In this regard a powerful parenting lesson is being taught here. Both Yitzchak and Rivka realize that one of their children seems to be ‘off the derech’, not adhering to the Abrahamic tradition of kindness, truth, peace (unless provoked). Seforno continues his words about Yitzchak loving Esav—אף על פי שלא היה שלם כיעקב even though he was not ‘complete’ like Yakov.
What are parents to do when their twin sons take divergent paths towards (and away from) God, each other and perhaps the parents themselves? Sacrifice one to save the other? That seems to be the path of Sarah with Yishmael. Invest all energy in one to the exclusion of the other? That seems to be the path taken by Yakov with Yosef. Invest equal measure in both children “we love both of you equally…” Does that really work?
Torah presents a model perhaps planned by Yitzchak and Rivka when they noticed their children pursuing opposing interests. Yitzchak will devote more effort in Esav’s spiritual well-being while Rivka will invest more time in Yakov’s physical stature. “And Yitzchak loved Esav ‘when’ he was using his hunting in (with?) his mouth”.
I once asked a mother whose child was going off the derech, how she deals with her ‘wayward’ son. Her answer? Love him as much as possible. I watched the boy grow up and while he has not maintained an observant lifestyle, he has expressed love to his parents, siblings, friends and his own family.
Yitzchak sees his child slipping away and makes a conscious effort to love him, encourage him and bless him. True, Esav does not follow the tradition of Avraham, yet in the end he does not kill Yakov, he even tries to re-conciliate with Yakov in Parshat Vayishlach (36:7). Ultimately they join together to bury their father Yitzchak.

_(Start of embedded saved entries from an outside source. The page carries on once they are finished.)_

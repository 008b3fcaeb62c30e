//! Inventory file reading.
//!
//! Input files are delimited text exports (JFrog-style): a header row
//! naming the columns, then one package per row. The delimiter is sniffed
//! from the first kilobyte, fields may be double-quoted with `""` escapes,
//! and package name / version are pulled from the first recognized column
//! alias.

use std::collections::BTreeMap;
use std::path::Path;

/// Name-column aliases, highest priority first.
pub const NAME_COLUMNS: [&str; 5] = ["name", "package_name", "package", "component", "artifact"];

/// Version-column aliases, highest priority first.
pub const VERSION_COLUMNS: [&str; 4] = ["version", "package_version", "ver", "release"];

/// How much of the file the delimiter sniffer looks at.
const SNIFF_LEN: usize = 1024;

#[derive(Debug, thiserror::Error)]
pub enum InputError {
    #[error("input file not found: {0}")]
    NotFound(String),
    #[error("not a CSV file: {0}")]
    NotCsv(String),
    #[error("input file is not valid UTF-8: {0}")]
    Decode(String),
    #[error("input file has no header row: {0}")]
    MissingHeader(String),
    #[error("failed to read {path}: {source}")]
    Io {
        path: String,
        #[source]
        source: std::io::Error,
    },
}

/// One data row: 1-based row number plus header→value fields.
///
/// Headers are lowercased and trimmed at parse time so alias lookup is
/// case-insensitive; values are trimmed and empty values count as absent.
#[derive(Debug, Clone)]
pub struct Record {
    pub row_number: usize,
    pub fields: BTreeMap<String, String>,
}

impl Record {
    fn get(&self, column: &str) -> Option<&str> {
        self.fields
            .get(column)
            .map(String::as_str)
            .filter(|v| !v.is_empty())
    }

    /// Package name from the first present name alias.
    pub fn package_name(&self) -> Option<&str> {
        NAME_COLUMNS.iter().find_map(|col| self.get(col))
    }

    /// Version from the first present version alias.
    pub fn version(&self) -> Option<&str> {
        VERSION_COLUMNS.iter().find_map(|col| self.get(col))
    }
}

/// Read and parse an inventory file into data records, in file order.
pub fn read_records(path: &Path) -> Result<Vec<Record>, InputError> {
    let display = path.display().to_string();

    if !path.exists() {
        return Err(InputError::NotFound(display));
    }
    let is_csv = path
        .extension()
        .and_then(|e| e.to_str())
        .is_some_and(|e| e.eq_ignore_ascii_case("csv"));
    if !is_csv {
        return Err(InputError::NotCsv(display));
    }

    let bytes = std::fs::read(path).map_err(|source| InputError::Io {
        path: display.clone(),
        source,
    })?;
    let content = String::from_utf8(bytes).map_err(|_| InputError::Decode(display.clone()))?;

    parse_records(&content, &display)
}

fn parse_records(content: &str, display: &str) -> Result<Vec<Record>, InputError> {
    let delimiter = sniff_delimiter(content);

    let mut lines = content.lines().filter(|line| !line.trim().is_empty());
    let header_line = lines
        .next()
        .ok_or_else(|| InputError::MissingHeader(display.to_string()))?;
    let headers: Vec<String> = split_line(header_line, delimiter)
        .into_iter()
        .map(|h| h.trim().to_lowercase())
        .collect();

    let mut records = Vec::new();
    for (row_number, line) in lines.enumerate() {
        let values = split_line(line, delimiter);
        let fields = headers
            .iter()
            .zip(values)
            .map(|(header, value)| (header.clone(), value.trim().to_string()))
            .collect();
        records.push(Record {
            row_number: row_number + 1,
            fields,
        });
    }

    Ok(records)
}

/// Pick the delimiter by presence in the first kilobyte, comma before
/// semicolon before tab; comma when none appears.
fn sniff_delimiter(content: &str) -> char {
    let end = content
        .char_indices()
        .map(|(i, c)| i + c.len_utf8())
        .take_while(|&end| end <= SNIFF_LEN)
        .last()
        .unwrap_or(0);
    let sample = &content[..end];

    for candidate in [',', ';', '\t'] {
        if sample.contains(candidate) {
            return candidate;
        }
    }
    ','
}

/// Split one line on the delimiter, honoring double-quoted fields with
/// `""` escapes.
fn split_line(line: &str, delimiter: char) -> Vec<String> {
    let mut fields = Vec::new();
    let mut current = String::new();
    let mut in_quotes = false;
    let mut chars = line.chars().peekable();

    while let Some(c) = chars.next() {
        if in_quotes {
            if c == '"' {
                if chars.peek() == Some(&'"') {
                    chars.next();
                    current.push('"');
                } else {
                    in_quotes = false;
                }
            } else {
                current.push(c);
            }
        } else if c == '"' {
            in_quotes = true;
        } else if c == delimiter {
            fields.push(std::mem::take(&mut current));
        } else {
            current.push(c);
        }
    }
    fields.push(current);
    fields
}

#[cfg(test)]
mod tests {
    use super::*;
    use std::io::Write;

    fn write_temp(name: &str, content: &str) -> (tempfile::TempDir, std::path::PathBuf) {
        let dir = tempfile::tempdir().unwrap();
        let path = dir.path().join(name);
        let mut file = std::fs::File::create(&path).unwrap();
        file.write_all(content.as_bytes()).unwrap();
        (dir, path)
    }

    #[test]
    fn test_sniff_comma() {
        assert_eq!(sniff_delimiter("name,version\nnginx,1.0\n"), ',');
    }

    #[test]
    fn test_sniff_semicolon() {
        assert_eq!(sniff_delimiter("name;version\nnginx;1.0\n"), ';');
    }

    #[test]
    fn test_sniff_tab() {
        assert_eq!(sniff_delimiter("name\tversion\nnginx\t1.0\n"), '\t');
    }

    #[test]
    fn test_sniff_priority_comma_first() {
        // Both present: comma outranks semicolon.
        assert_eq!(sniff_delimiter("a;b,c\n"), ',');
    }

    #[test]
    fn test_sniff_defaults_to_comma() {
        assert_eq!(sniff_delimiter("justoneword\n"), ',');
    }

    #[test]
    fn test_split_line_plain() {
        assert_eq!(split_line("a,b,c", ','), vec!["a", "b", "c"]);
    }

    #[test]
    fn test_split_line_quoted() {
        assert_eq!(
            split_line(r#""a,b",c"#, ','),
            vec!["a,b".to_string(), "c".to_string()]
        );
    }

    #[test]
    fn test_split_line_escaped_quote() {
        assert_eq!(
            split_line(r#""say ""hi""",x"#, ','),
            vec![r#"say "hi""#.to_string(), "x".to_string()]
        );
    }

    #[test]
    fn test_split_line_trailing_empty_field() {
        assert_eq!(split_line("a,b,", ','), vec!["a", "b", ""]);
    }

    #[test]
    fn test_read_records_basic() {
        let (_dir, path) = write_temp("inv.csv", "name,version\nnginx,1.18\nredis,6.2\n");
        let records = read_records(&path).unwrap();
        assert_eq!(records.len(), 2);
        assert_eq!(records[0].row_number, 1);
        assert_eq!(records[0].package_name(), Some("nginx"));
        assert_eq!(records[0].version(), Some("1.18"));
        assert_eq!(records[1].row_number, 2);
        assert_eq!(records[1].package_name(), Some("redis"));
    }

    #[test]
    fn test_read_records_header_case_insensitive() {
        let (_dir, path) = write_temp("inv.csv", "Name,VERSION\nnginx,1.18\n");
        let records = read_records(&path).unwrap();
        assert_eq!(records[0].package_name(), Some("nginx"));
        assert_eq!(records[0].version(), Some("1.18"));
    }

    #[test]
    fn test_alias_priority_name_beats_component() {
        let (_dir, path) = write_temp("inv.csv", "component,name\nlibfoo,nginx\n");
        let records = read_records(&path).unwrap();
        assert_eq!(records[0].package_name(), Some("nginx"));
    }

    #[test]
    fn test_version_alias_release() {
        let (_dir, path) = write_temp("inv.csv", "artifact,release\nnginx,1.18\n");
        let records = read_records(&path).unwrap();
        assert_eq!(records[0].package_name(), Some("nginx"));
        assert_eq!(records[0].version(), Some("1.18"));
    }

    #[test]
    fn test_empty_value_counts_as_absent() {
        let (_dir, path) = write_temp("inv.csv", "name,version\nnginx,\n,1.0\n");
        let records = read_records(&path).unwrap();
        assert_eq!(records[0].version(), None);
        assert_eq!(records[1].package_name(), None);
    }

    #[test]
    fn test_semicolon_file() {
        let (_dir, path) = write_temp("inv.csv", "name;version\nnginx;1.18\n");
        let records = read_records(&path).unwrap();
        assert_eq!(records[0].package_name(), Some("nginx"));
        assert_eq!(records[0].version(), Some("1.18"));
    }

    #[test]
    fn test_missing_file() {
        let err = read_records(Path::new("/nonexistent/inv.csv")).unwrap_err();
        assert!(matches!(err, InputError::NotFound(_)));
    }

    #[test]
    fn test_wrong_extension() {
        let (_dir, path) = write_temp("inv.txt", "name,version\n");
        let err = read_records(&path).unwrap_err();
        assert!(matches!(err, InputError::NotCsv(_)));
    }

    #[test]
    fn test_extension_case_insensitive() {
        let (_dir, path) = write_temp("inv.CSV", "name,version\nnginx,1.18\n");
        assert_eq!(read_records(&path).unwrap().len(), 1);
    }

    #[test]
    fn test_invalid_utf8() {
        let dir = tempfile::tempdir().unwrap();
        let path = dir.path().join("inv.csv");
        std::fs::write(&path, [0x6e, 0x61, 0xff, 0xfe, 0x0a]).unwrap();
        let err = read_records(&path).unwrap_err();
        assert!(matches!(err, InputError::Decode(_)));
    }

    #[test]
    fn test_empty_file_missing_header() {
        let (_dir, path) = write_temp("inv.csv", "");
        let err = read_records(&path).unwrap_err();
        assert!(matches!(err, InputError::MissingHeader(_)));
    }

    #[test]
    fn test_blank_lines_skipped() {
        let (_dir, path) = write_temp("inv.csv", "name,version\n\nnginx,1.18\n\n");
        let records = read_records(&path).unwrap();
        assert_eq!(records.len(), 1);
        assert_eq!(records[0].row_number, 1);
    }
}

Parshat Toldot is depressing in the sense that even the greatest Biblical personalities who merit God’s revelation and support, even they have children who do not follow in their ways and as such are confronted with intense parenting challenges. But it is uplifting in the sense that the Torah never presents us with supernatural personalities; only the most natural and human experiences are shown and the steps these heroic individuals take to lead a life of kindness and truth and to raise a next generation in the same vein. Unless the child rejects the normative path, then true parenting emerges and an authentic model of educating our children materializes.